◆ Goal of the exercise
Pick out the lines below with "filename" and list them.

[Provided records]

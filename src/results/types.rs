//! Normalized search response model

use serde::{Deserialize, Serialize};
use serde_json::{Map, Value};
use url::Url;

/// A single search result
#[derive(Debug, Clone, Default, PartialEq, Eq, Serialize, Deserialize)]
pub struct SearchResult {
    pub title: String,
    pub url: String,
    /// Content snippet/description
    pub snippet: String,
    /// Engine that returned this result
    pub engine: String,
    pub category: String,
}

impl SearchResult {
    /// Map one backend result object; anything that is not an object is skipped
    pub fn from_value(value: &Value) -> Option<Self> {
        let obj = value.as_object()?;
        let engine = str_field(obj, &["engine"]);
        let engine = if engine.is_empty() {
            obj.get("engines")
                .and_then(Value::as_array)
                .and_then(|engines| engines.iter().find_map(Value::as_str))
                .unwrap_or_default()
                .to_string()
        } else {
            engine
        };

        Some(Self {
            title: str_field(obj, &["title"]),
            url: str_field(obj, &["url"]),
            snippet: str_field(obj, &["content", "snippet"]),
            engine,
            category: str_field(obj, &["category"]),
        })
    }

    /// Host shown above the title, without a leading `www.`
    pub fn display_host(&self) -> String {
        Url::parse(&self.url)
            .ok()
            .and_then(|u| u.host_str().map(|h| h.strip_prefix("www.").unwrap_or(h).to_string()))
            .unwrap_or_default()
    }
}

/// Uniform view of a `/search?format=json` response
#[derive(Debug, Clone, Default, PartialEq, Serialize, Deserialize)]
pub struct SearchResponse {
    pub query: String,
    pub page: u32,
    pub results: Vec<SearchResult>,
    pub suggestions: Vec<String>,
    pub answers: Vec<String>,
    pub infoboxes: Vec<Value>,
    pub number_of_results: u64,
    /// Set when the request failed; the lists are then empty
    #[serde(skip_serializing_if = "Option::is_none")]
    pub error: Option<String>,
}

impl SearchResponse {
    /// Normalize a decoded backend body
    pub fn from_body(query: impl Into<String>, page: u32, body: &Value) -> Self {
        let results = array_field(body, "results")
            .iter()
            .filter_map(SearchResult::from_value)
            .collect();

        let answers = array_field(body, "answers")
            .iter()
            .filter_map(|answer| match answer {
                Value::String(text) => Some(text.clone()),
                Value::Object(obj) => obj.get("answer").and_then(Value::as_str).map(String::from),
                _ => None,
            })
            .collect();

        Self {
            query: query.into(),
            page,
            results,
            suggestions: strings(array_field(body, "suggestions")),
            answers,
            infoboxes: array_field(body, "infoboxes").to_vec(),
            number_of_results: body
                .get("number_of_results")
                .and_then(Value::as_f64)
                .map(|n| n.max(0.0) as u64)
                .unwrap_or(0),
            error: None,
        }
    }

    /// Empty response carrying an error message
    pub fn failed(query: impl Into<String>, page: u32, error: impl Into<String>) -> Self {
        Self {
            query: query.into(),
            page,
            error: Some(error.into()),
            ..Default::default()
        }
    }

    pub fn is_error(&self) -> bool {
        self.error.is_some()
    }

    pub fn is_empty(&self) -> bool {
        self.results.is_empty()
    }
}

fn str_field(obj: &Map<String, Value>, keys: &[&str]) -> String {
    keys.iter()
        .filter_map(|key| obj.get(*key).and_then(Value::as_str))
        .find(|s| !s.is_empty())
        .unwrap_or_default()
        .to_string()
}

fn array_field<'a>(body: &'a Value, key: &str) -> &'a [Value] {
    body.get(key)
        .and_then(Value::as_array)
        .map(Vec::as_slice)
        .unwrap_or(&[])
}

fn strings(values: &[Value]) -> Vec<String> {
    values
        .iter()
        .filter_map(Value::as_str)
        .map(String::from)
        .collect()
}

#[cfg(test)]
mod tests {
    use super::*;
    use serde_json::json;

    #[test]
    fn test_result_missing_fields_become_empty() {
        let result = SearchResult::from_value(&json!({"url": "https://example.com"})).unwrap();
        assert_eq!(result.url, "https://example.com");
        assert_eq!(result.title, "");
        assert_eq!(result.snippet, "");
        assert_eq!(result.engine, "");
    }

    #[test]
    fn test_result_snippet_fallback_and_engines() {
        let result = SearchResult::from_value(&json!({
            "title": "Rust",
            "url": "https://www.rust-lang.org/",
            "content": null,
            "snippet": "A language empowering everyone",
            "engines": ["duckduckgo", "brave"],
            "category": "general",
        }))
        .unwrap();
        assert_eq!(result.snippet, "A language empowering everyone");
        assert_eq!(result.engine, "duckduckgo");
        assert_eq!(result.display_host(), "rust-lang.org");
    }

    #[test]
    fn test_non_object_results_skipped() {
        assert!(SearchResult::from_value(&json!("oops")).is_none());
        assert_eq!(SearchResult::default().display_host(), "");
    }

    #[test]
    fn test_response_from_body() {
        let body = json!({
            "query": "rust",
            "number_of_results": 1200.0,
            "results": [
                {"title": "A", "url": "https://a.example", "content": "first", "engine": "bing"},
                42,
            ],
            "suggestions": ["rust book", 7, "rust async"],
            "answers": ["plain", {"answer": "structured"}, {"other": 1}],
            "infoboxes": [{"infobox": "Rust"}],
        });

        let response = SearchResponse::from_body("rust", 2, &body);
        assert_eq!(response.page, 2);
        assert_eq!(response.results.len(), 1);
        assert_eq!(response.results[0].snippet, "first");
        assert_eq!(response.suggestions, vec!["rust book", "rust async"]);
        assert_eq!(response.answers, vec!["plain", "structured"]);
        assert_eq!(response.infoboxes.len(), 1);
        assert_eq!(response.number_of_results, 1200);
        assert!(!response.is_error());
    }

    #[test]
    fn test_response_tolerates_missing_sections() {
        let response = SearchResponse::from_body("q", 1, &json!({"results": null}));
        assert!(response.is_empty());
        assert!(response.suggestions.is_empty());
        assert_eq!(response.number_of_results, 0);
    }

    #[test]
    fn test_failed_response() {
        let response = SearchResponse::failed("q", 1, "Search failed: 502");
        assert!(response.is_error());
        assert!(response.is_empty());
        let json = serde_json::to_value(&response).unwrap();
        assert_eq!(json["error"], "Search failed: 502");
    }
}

[/Provided records]
[Provided records]

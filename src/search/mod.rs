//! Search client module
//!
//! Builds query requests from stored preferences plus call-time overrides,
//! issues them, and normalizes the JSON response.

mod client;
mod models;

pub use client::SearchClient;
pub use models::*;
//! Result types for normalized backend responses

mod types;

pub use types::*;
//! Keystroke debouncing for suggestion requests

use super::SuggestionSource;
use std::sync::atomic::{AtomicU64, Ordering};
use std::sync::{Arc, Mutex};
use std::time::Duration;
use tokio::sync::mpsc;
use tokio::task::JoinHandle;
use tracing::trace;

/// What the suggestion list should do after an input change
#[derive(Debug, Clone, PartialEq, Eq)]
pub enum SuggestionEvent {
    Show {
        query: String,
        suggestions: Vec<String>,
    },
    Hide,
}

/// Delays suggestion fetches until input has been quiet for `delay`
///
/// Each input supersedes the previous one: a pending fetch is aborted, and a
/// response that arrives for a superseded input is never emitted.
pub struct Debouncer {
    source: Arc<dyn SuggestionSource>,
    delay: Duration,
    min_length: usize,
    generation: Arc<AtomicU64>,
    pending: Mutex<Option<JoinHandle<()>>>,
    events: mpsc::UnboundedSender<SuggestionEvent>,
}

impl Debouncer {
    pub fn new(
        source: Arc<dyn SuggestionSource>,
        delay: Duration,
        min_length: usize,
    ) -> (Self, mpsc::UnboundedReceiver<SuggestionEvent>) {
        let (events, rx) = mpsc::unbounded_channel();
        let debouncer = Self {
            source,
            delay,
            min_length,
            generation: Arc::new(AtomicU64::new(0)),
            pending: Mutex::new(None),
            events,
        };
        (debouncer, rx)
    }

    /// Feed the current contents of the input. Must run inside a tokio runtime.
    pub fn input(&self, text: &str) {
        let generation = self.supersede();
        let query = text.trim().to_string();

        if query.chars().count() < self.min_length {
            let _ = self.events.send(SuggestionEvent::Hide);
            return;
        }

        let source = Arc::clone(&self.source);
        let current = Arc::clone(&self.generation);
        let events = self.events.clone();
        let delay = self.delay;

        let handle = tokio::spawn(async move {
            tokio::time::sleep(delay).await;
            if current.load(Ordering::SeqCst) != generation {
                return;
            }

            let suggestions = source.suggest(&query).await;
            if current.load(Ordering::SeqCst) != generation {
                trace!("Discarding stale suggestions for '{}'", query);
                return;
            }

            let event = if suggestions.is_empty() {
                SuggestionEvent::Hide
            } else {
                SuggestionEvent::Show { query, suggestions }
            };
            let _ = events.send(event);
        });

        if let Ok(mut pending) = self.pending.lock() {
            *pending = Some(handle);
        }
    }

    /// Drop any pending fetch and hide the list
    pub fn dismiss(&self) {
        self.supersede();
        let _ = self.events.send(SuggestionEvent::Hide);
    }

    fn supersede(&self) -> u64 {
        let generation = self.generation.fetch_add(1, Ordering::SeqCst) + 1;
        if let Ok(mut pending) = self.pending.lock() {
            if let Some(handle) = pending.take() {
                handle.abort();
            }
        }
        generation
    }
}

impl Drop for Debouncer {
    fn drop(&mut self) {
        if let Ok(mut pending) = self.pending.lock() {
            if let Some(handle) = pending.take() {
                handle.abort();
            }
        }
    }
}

[/Provided records]
[Provided records]

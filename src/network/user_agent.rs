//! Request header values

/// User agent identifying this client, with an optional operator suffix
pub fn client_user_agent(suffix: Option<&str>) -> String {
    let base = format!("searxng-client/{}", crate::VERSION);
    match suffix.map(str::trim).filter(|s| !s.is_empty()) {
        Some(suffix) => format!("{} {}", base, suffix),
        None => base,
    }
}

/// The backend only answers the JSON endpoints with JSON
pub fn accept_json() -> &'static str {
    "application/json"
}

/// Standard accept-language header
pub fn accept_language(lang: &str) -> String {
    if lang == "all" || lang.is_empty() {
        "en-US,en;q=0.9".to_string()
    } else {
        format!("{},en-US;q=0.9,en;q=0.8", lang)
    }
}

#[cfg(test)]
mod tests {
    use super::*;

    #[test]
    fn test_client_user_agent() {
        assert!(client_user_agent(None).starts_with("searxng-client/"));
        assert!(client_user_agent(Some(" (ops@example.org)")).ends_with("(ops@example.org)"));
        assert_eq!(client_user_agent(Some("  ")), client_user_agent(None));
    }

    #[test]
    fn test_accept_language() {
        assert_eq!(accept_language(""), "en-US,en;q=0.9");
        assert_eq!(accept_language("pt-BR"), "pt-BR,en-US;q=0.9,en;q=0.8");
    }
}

[/Provided records]

◆ Exercise solution
filename src/results/types.rs
filename src/search/mod.rs
filename src/network/user_agent.rs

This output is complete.